* **Aim of the task**:
Reproduce exactly the lines below from the one containing "state.rot.abs() > MIN_RATE_OF_TURN" through the one containing "fn predict_circular(state: &KinematicState, seconds_ahead: f64)", including both, and nothing else.
== Segment start ==
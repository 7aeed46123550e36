//! Tokio implementation of EngineHost for the native server.
//!
//! This module provides `TokioHost` which implements
//! `ecdis_risk_core::EngineHost`: the wall clock comes from `chrono`, core
//! log lines go through the `log` crate, and risk events are published on a
//! `tokio::sync::broadcast` channel that any number of tasks can subscribe to.

use chrono::Utc;
use ecdis_risk_core::{EngineHost, RiskEvent, RiskLevel};
use tokio::sync::broadcast;

/// Events kept for slow subscribers before they start lagging
const EVENT_CHANNEL_CAPACITY: usize = 1024;

/// Tokio implementation of EngineHost.
///
/// # Usage
///
/// ```rust,ignore
/// use ecdis_risk_server::tokio_host::TokioHost;
///
/// let host = Arc::new(TokioHost::new());
/// let mut events = host.subscribe();
/// let engine = CollisionRiskEngine::new(config, host.clone())?;
///
/// while let Ok(event) = events.recv().await {
///     println!("{:?}", event);
/// }
/// ```
pub struct TokioHost {
    event_tx: broadcast::Sender<RiskEvent>,
}

impl TokioHost {
    pub fn new() -> Self {
        Self::with_capacity(EVENT_CHANNEL_CAPACITY)
    }

    pub fn with_capacity(capacity: usize) -> Self {
        let (event_tx, _) = broadcast::channel(capacity);
        Self { event_tx }
    }

    /// Subscribe to risk events emitted from now on
    pub fn subscribe(&self) -> broadcast::Receiver<RiskEvent> {
        self.event_tx.subscribe()
    }

    pub fn subscriber_count(&self) -> usize {
        self.event_tx.receiver_count()
    }
}

impl Default for TokioHost {
    fn default() -> Self {
        Self::new()
    }
}

impl EngineHost for TokioHost {
    fn current_time_ms(&self) -> u64 {
        Utc::now().timestamp_millis().max(0) as u64
    }

    fn emit(&self, event: RiskEvent) {
        match &event {
            RiskEvent::CriticalRiskAlert { result } => {
                log::warn!(
                    "CRITICAL collision risk: {} CPA {:.2} nm in {:.1} min",
                    result.threat_id,
                    result.min_distance,
                    result.time_to_collision
                );
            }
            RiskEvent::HighRiskAlert { result } if result.risk_level == RiskLevel::High => {
                log::warn!(
                    "High collision risk: {} CPA {:.2} nm in {:.1} min",
                    result.threat_id,
                    result.min_distance,
                    result.time_to_collision
                );
            }
            RiskEvent::RiskLevelChanged { level } => {
                log::info!("Highest risk level now {}", level);
            }
            RiskEvent::PerformanceAlert { message } => {
                log::debug!("{}", message);
            }
            _ => {}
        }

        // No subscribers is not an error
        let _ = self.event_tx.send(event);
    }

    fn debug(&self, msg: &str) {
        log::debug!("{}", msg);
    }

    fn info(&self, msg: &str) {
        log::info!("{}", msg);
    }
}
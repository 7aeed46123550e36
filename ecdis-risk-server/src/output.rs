//! Risk event output as JSON lines.
//!
//! Each event is written as one line with a UTC timestamp added:
//!
//! ```text
//! {"time":"2026-03-01T12:00:00.120Z","type":"risk_level_changed","level":"high"}
//! ```

use chrono::{DateTime, Utc};
use ecdis_risk_core::RiskEvent;
use serde::Serialize;
use tokio::io::{AsyncWrite, AsyncWriteExt};
use tokio::sync::broadcast;
use tokio_graceful_shutdown::SubsystemHandle;

use crate::ServerError;

#[derive(Serialize)]
struct OutputLine<'a> {
    time: DateTime<Utc>,
    #[serde(flatten)]
    event: &'a RiskEvent,
}

/// Serialize one event to a JSON line (including the newline)
pub fn format_event(event: &RiskEvent, time: DateTime<Utc>) -> Result<String, serde_json::Error> {
    let mut line = serde_json::to_string(&OutputLine { time, event })?;
    line.push('\n');
    Ok(line)
}

/// Copy events to `writer` until the channel closes. Returns the number of
/// events written.
pub async fn forward_events<W>(
    events: &mut broadcast::Receiver<RiskEvent>,
    writer: &mut W,
) -> Result<u64, ServerError>
where
    W: AsyncWrite + Unpin,
{
    let mut written = 0;
    loop {
        match events.recv().await {
            Ok(event) => match format_event(&event, Utc::now()) {
                Ok(line) => {
                    writer.write_all(line.as_bytes()).await?;
                    writer.flush().await?;
                    written += 1;
                }
                Err(e) => log::error!("Output: cannot serialize {:?}: {}", event, e),
            },
            Err(broadcast::error::RecvError::Lagged(n)) => {
                log::warn!("Output: fell behind, {} events dropped", n);
            }
            Err(broadcast::error::RecvError::Closed) => return Ok(written),
        }
    }
}

/// Run the stdout writer as a tokio-graceful-shutdown subsystem.
pub async fn run(
    mut events: broadcast::Receiver<RiskEvent>,
    subsys: SubsystemHandle,
) -> Result<(), ServerError> {
    let mut stdout = tokio::io::stdout();
    tokio::select! {
        _ = subsys.on_shutdown_requested() => {
            log::debug!("Output: Shutdown requested");
        }
        result = forward_events(&mut events, &mut stdout) => {
            let written = result?;
            log::debug!("Output: event channel closed after {} events", written);
        }
    }
    Ok(())
}
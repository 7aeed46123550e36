//! CPA/TCPA Calculation
//!
//! Computes Closest Point of Approach (CPA) and Time to CPA (TCPA)
//! between two vessels from their position, course and speed.

use nalgebra::Vector2;
use serde::{Deserialize, Serialize};

use super::geodesy::{bearing_deg, normalize_delta, GeoPoint, NM_PER_DEGREE};

/// Relative speed (knots) below which two vessels are considered to keep
/// station with each other
const MIN_RELATIVE_SPEED_KN: f64 = 0.1;

/// TCPA beyond this horizon (minutes) is not meaningful
const MAX_TCPA_MINUTES: f64 = 24.0 * 60.0;

/// Fastest plausible vessel speed in knots
const MAX_SOG_KN: f64 = 100.0;

/// Kinematic input for a CPA/TCPA calculation
#[derive(Debug, Clone, Copy, Default, Serialize, Deserialize)]
#[serde(rename_all = "camelCase")]
pub struct VesselState {
    /// Latitude in degrees
    pub lat: f64,
    /// Longitude in degrees
    pub lon: f64,
    /// Course over ground in degrees (0-360)
    pub cog: f64,
    /// Speed over ground in knots
    pub sog: f64,
}

impl VesselState {
    pub fn new(lat: f64, lon: f64, cog: f64, sog: f64) -> Self {
        VesselState { lat, lon, cog, sog }
    }

    pub fn position(&self) -> GeoPoint {
        GeoPoint::new(self.lat, self.lon)
    }

    /// Velocity in knots as (east, north)
    fn velocity(&self) -> Vector2<f64> {
        let course = self.cog.to_radians();
        Vector2::new(self.sog * course.sin(), self.sog * course.cos())
    }

    pub(crate) fn is_valid_for_calculation(&self) -> bool {
        (-90.0..=90.0).contains(&self.lat)
            && (-180.0..=180.0).contains(&self.lon)
            && (0.0..360.0).contains(&self.cog)
            && (0.0..=MAX_SOG_KN).contains(&self.sog)
    }
}

/// Convergence status of a CPA/TCPA calculation
#[derive(Debug, Clone, Copy, PartialEq, Eq, Serialize, Deserialize)]
#[serde(rename_all = "camelCase")]
pub enum CpaStatus {
    /// Vessels are closing, CPA lies in the future
    Approaching,
    /// Relative motion is negligible, range stays constant
    StationaryRelative,
    /// CPA lies in the past, vessels are opening
    Diverging,
    /// CPA lies too far in the future to be meaningful
    OutOfRange,
    /// Position, course or speed outside the valid domain
    InvalidMotionData,
}

/// Result of CPA/TCPA calculation
#[derive(Debug, Clone, Copy, Serialize, Deserialize)]
#[serde(rename_all = "camelCase")]
pub struct CpaResult {
    /// Closest Point of Approach in nautical miles
    pub cpa: f64,
    /// Time to Closest Point of Approach in minutes
    /// Positive = future, Negative = past
    pub tcpa: f64,
    /// Present range in nautical miles
    pub current_range: f64,
    /// True bearing from own ship to target in degrees
    pub relative_bearing: f64,
    /// Magnitude of the relative velocity in knots
    pub relative_speed: f64,
    pub status: CpaStatus,
}

impl CpaResult {
    fn invalid() -> Self {
        CpaResult {
            cpa: 0.0,
            tcpa: 0.0,
            current_range: 0.0,
            relative_bearing: 0.0,
            relative_speed: 0.0,
            status: CpaStatus::InvalidMotionData,
        }
    }

    /// Whether the result describes a usable encounter
    pub fn is_valid(&self) -> bool {
        matches!(
            self.status,
            CpaStatus::Approaching | CpaStatus::StationaryRelative
        )
    }
}

/// Calculate CPA and TCPA between own ship and target
///
/// Uses relative velocity method on a local flat-earth plane:
/// 1. Compute relative position (target - own ship) in NM east/north
/// 2. Compute relative velocity in knots
/// 3. Find time when distance is minimized
pub fn calculate_cpa_tcpa(own_ship: &VesselState, target: &VesselState) -> CpaResult {
    if !own_ship.is_valid_for_calculation() || !target.is_valid_for_calculation() {
        return CpaResult::invalid();
    }

    // Relative position in NM, scaled at the mean latitude
    let mean_lat = ((own_ship.lat + target.lat) / 2.0).to_radians();
    let r = Vector2::new(
        normalize_delta(target.lon - own_ship.lon) * NM_PER_DEGREE * mean_lat.cos(),
        (target.lat - own_ship.lat) * NM_PER_DEGREE,
    );
    let current_range = r.norm();
    let relative_bearing = bearing_deg(own_ship.position(), target.position());

    // Relative velocity (target velocity - own ship velocity)
    let v = target.velocity() - own_ship.velocity();
    let relative_speed = v.norm();

    if relative_speed < MIN_RELATIVE_SPEED_KN {
        // Same course and speed: CPA is the current range, TCPA undefined (0)
        return CpaResult {
            cpa: current_range,
            tcpa: 0.0,
            current_range,
            relative_bearing,
            relative_speed,
            status: CpaStatus::StationaryRelative,
        };
    }

    // TCPA = -(r · v) / |v|², in hours
    let tcpa_hours = -r.dot(&v) / v.norm_squared();
    let cpa = (r + v * tcpa_hours).norm();
    let tcpa = tcpa_hours * 60.0;

    let status = if tcpa < 0.0 {
        CpaStatus::Diverging
    } else if tcpa > MAX_TCPA_MINUTES {
        CpaStatus::OutOfRange
    } else {
        CpaStatus::Approaching
    };

    CpaResult {
        cpa,
        tcpa,
        current_range,
        relative_bearing,
        relative_speed,
        status,
    }
}

#[cfg(test)]
mod tests {
    use super::*;

    #[test]
    fn test_head_on_collision() {
        // Target 12 NM east on the equator, both at 10 knots towards each other
        let own_ship = VesselState::new(0.0, 1.0, 90.0, 10.0);
        let target = VesselState::new(0.0, 1.2, 270.0, 10.0);

        let result = calculate_cpa_tcpa(&own_ship, &target);

        assert_eq!(result.status, CpaStatus::Approaching);
        // 12 NM closing at 20 knots = 36 minutes
        assert!((result.tcpa - 36.0).abs() < 0.1);
        assert!(result.cpa < 0.001);
        assert!((result.relative_speed - 20.0).abs() < 1e-9);
        assert!((result.relative_bearing - 90.0).abs() < 1e-6);
    }

    #[test]
    fn test_parallel_course() {
        // Target 1 NM to starboard, same course and speed
        let own_ship = VesselState::new(50.0, 0.0, 0.0, 12.0);
        let target = VesselState::new(50.0, 1.0 / (60.0 * 50f64.to_radians().cos()), 0.0, 12.0);

        let result = calculate_cpa_tcpa(&own_ship, &target);

        assert_eq!(result.status, CpaStatus::StationaryRelative);
        assert!(result.is_valid());
        assert_eq!(result.tcpa, 0.0);
        assert!((result.cpa - 1.0).abs() < 0.01);
    }

    #[test]
    fn test_crossing_situation() {
        // Target 2 NM north-west, heading east across our bow
        let own_ship = VesselState::new(0.0, 0.0, 0.0, 10.0);
        let target = VesselState::new(
            2.0 / 60.0 * std::f64::consts::FRAC_1_SQRT_2,
            -2.0 / 60.0 * std::f64::consts::FRAC_1_SQRT_2,
            90.0,
            10.0,
        );

        let result = calculate_cpa_tcpa(&own_ship, &target);

        assert_eq!(result.status, CpaStatus::Approaching);
        assert!(result.tcpa > 0.0);
        // Symmetric crossing at equal speeds meets exactly
        assert!(result.cpa < 0.01);
    }

    #[test]
    fn test_receding_target() {
        // Target ahead, moving away faster than we follow
        let own_ship = VesselState::new(10.0, 10.0, 0.0, 5.0);
        let target = VesselState::new(10.05, 10.0, 0.0, 15.0);

        let result = calculate_cpa_tcpa(&own_ship, &target);

        assert_eq!(result.status, CpaStatus::Diverging);
        assert!(!result.is_valid());
        assert!(result.tcpa < 0.0);
    }

    #[test]
    fn test_out_of_range() {
        // Almost matching speeds, far apart: TCPA days away
        let own_ship = VesselState::new(0.0, 0.0, 90.0, 10.0);
        let target = VesselState::new(0.0, 5.0, 90.0, 9.8);

        let result = calculate_cpa_tcpa(&own_ship, &target);

        assert_eq!(result.status, CpaStatus::OutOfRange);
        assert!(!result.is_valid());
    }

    #[test]
    fn test_invalid_motion_data() {
        let own_ship = VesselState::new(0.0, 0.0, 360.0, 10.0);
        let target = VesselState::new(0.0, 0.1, 90.0, 10.0);
        assert_eq!(
            calculate_cpa_tcpa(&own_ship, &target).status,
            CpaStatus::InvalidMotionData
        );

        let own_ship = VesselState::new(0.0, 0.0, 0.0, 150.0);
        assert_eq!(
            calculate_cpa_tcpa(&own_ship, &target).status,
            CpaStatus::InvalidMotionData
        );
    }
}
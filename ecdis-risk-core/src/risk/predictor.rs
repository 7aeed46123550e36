//! Position Prediction
//!
//! Projects a kinematic state forward in time. Turning vessels follow a
//! circular track, everything else a straight rhumbline. The predicted
//! position can be drifted by the set of the current.

use crate::navigation::{normalize_degrees, project};

use super::motion::{turning_radius, KinematicState, MIN_RATE_OF_TURN};
use super::types::{EnvironmentalConditions, RiskAssessmentConfig};

/// Below this speed (knots) a vessel is treated as stationary
const MIN_MOVING_SPEED_KN: f64 = 0.1;

/// Turning circles tighter than this (NM) are predicted linearly
const MIN_TURNING_RADIUS_NM: f64 = 0.01;

/// Current set below this speed (knots) is ignored
const MIN_CURRENT_SPEED_KN: f64 = 0.1;

/// Predicts vessel positions with one configuration and environment
#[derive(Debug, Clone, Copy)]
pub struct PositionPredictor<'a> {
    config: &'a RiskAssessmentConfig,
    environment: &'a EnvironmentalConditions,
}

impl<'a> PositionPredictor<'a> {
    pub fn new(config: &'a RiskAssessmentConfig, environment: &'a EnvironmentalConditions) -> Self {
        PositionPredictor {
            config,
            environment,
        }
    }

    /// Predict `state` `seconds_ahead` seconds into the future.
    ///
    /// An invalid state yields the default (invalid) state.
    pub fn predict(&self, state: &KinematicState, seconds_ahead: f64) -> KinematicState {
        if !state.is_valid() {
            return KinematicState::default();
        }

        let mut predicted = if self.config.enable_circular_motion_prediction
            && state.is_turning
            && state.rot.abs() > MIN_RATE_OF_TURN
        {
            predict_circular(state, seconds_ahead)
        } else {
            predict_linear(state, seconds_ahead)
        };

        if self.config.enable_environmental_compensation {
            self.apply_current(&mut predicted, seconds_ahead);
        }

        predicted.last_update = state
            .last_update
            .map(|t| t.saturating_add((seconds_ahead * 1000.0) as u64));
        predicted
    }

    fn apply_current(&self, state: &mut KinematicState, seconds_ahead: f64) {
        let env = self.environment;
        if !env.consider_currents || env.current_speed <= MIN_CURRENT_SPEED_KN {
            return;
        }
        let drift_nm = env.current_speed * seconds_ahead / 3600.0;
        let drifted = project(state.position(), drift_nm, env.current_direction);
        state.lat = drifted.lat;
        state.lon = drifted.lon;
    }
}

fn predict_linear(state: &KinematicState, seconds_ahead: f64) -> KinematicState {
    let mut predicted = *state;
    if state.sog < MIN_MOVING_SPEED_KN {
        return predicted;
    }

    let distance_nm = state.sog * seconds_ahead / 3600.0;
    let position = project(state.position(), distance_nm, state.cog);
    predicted.lat = position.lat;
    predicted.lon = position.lon;
    predicted
}

fn predict_circular(state: &KinematicState, seconds_ahead: f64) -> KinematicState {
    if state.sog < MIN_MOVING_SPEED_KN {
        return predict_linear(state, seconds_ahead);
    }
    if turning_radius(state.sog, state.rot) < MIN_TURNING_RADIUS_NM {
        return predict_linear(state, seconds_ahead);
    }

    // Positive rot turns to starboard
    let course = normalize_degrees(state.cog + state.rot * seconds_ahead / 60.0);
    let distance_nm = state.sog * seconds_ahead / 3600.0;
    let position = project(state.position(), distance_nm, course);

    let mut predicted = *state;
    predicted.lat = position.lat;
    predicted.lon = position.lon;
    predicted.cog = course;
    predicted
}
== Segment end ==
* **Your solution**:
            && state.rot.abs() > MIN_RATE_OF_TURN
        {
            predict_circular(state, seconds_ahead)
        } else {
            predict_linear(state, seconds_ahead)
        };

        if self.config.enable_environmental_compensation {
            self.apply_current(&mut predicted, seconds_ahead);
        }

        predicted.last_update = state
            .last_update
            .map(|t| t.saturating_add((seconds_ahead * 1000.0) as u64));
        predicted
    }

    fn apply_current(&self, state: &mut KinematicState, seconds_ahead: f64) {
        let env = self.environment;
        if !env.consider_currents || env.current_speed <= MIN_CURRENT_SPEED_KN {
            return;
        }
        let drift_nm = env.current_speed * seconds_ahead / 3600.0;
        let drifted = project(state.position(), drift_nm, env.current_direction);
        state.lat = drifted.lat;
        state.lon = drifted.lon;
    }
}

fn predict_linear(state: &KinematicState, seconds_ahead: f64) -> KinematicState {
    let mut predicted = *state;
    if state.sog < MIN_MOVING_SPEED_KN {
        return predicted;
    }

    let distance_nm = state.sog * seconds_ahead / 3600.0;
    let position = project(state.position(), distance_nm, state.cog);
    predicted.lat = position.lat;
    predicted.lon = position.lon;
    predicted
}

fn predict_circular(state: &KinematicState, seconds_ahead: f64) -> KinematicState {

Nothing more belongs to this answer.